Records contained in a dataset
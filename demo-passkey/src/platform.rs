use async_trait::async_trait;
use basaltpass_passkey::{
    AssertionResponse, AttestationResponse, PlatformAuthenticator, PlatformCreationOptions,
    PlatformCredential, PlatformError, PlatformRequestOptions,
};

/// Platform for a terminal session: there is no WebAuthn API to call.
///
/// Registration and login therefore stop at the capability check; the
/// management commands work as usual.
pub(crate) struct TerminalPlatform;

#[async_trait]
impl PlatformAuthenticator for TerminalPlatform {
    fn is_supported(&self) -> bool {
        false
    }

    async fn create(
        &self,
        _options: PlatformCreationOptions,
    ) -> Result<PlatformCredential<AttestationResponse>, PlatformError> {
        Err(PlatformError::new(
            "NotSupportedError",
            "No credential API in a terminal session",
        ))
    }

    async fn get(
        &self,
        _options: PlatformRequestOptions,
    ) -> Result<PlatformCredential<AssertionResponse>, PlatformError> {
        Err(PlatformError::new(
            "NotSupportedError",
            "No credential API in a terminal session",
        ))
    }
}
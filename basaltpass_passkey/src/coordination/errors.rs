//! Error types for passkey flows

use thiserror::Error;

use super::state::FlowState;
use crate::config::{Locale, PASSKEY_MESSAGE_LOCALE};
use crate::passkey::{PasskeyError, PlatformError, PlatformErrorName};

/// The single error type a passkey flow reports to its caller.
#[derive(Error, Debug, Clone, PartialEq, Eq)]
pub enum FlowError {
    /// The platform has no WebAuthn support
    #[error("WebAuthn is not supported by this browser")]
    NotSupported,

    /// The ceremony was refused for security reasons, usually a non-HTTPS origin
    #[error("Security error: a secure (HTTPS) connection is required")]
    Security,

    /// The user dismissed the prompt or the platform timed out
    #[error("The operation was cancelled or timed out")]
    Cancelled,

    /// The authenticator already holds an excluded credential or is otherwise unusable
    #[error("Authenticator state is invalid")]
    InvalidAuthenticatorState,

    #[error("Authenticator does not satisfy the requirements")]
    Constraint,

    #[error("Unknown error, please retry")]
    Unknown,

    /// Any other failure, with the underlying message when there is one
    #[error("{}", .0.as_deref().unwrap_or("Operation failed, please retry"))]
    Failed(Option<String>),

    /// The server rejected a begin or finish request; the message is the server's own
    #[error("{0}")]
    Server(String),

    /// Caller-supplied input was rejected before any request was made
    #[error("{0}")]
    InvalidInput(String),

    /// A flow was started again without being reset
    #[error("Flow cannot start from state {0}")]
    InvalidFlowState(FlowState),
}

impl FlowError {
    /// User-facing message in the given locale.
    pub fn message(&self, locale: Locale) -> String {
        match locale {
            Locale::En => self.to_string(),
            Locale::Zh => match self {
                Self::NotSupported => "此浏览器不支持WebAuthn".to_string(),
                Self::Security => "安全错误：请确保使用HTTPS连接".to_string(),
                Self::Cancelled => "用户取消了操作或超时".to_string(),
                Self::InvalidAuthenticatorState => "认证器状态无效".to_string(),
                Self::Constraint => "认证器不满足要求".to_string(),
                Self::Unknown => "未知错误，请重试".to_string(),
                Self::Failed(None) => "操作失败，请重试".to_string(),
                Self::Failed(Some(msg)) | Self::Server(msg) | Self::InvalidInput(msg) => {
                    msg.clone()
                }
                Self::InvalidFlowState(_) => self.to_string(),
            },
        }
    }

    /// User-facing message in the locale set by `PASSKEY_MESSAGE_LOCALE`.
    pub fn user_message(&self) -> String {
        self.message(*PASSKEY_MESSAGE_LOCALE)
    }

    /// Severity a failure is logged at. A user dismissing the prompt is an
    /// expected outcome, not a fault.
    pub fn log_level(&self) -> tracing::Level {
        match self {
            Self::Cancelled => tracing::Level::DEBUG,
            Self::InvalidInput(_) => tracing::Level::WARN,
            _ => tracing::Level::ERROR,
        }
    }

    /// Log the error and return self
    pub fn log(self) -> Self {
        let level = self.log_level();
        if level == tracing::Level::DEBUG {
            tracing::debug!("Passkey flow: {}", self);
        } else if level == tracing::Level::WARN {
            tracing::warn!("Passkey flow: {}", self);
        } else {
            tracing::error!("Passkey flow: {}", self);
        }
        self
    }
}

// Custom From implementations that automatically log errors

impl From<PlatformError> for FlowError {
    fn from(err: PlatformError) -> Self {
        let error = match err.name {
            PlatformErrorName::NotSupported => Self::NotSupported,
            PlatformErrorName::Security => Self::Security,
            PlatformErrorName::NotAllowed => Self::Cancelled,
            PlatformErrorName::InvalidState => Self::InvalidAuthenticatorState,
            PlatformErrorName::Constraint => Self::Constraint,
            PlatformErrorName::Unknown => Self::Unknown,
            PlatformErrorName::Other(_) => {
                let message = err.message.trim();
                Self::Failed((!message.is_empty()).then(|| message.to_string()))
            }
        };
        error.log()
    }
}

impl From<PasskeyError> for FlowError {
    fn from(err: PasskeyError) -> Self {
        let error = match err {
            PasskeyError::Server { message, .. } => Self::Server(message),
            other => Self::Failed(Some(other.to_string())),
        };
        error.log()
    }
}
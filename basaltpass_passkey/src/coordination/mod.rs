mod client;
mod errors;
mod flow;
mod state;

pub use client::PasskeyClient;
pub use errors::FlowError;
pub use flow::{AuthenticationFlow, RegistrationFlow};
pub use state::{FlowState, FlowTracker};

What to work on. All lines of the records above that contain the word "PlatformAuthenticator" are to be copied out.

Exercise output.
    AssertionResponse, AttestationResponse, PlatformAuthenticator, PlatformCreationOptions,
impl PlatformAuthenticator for TerminalPlatform {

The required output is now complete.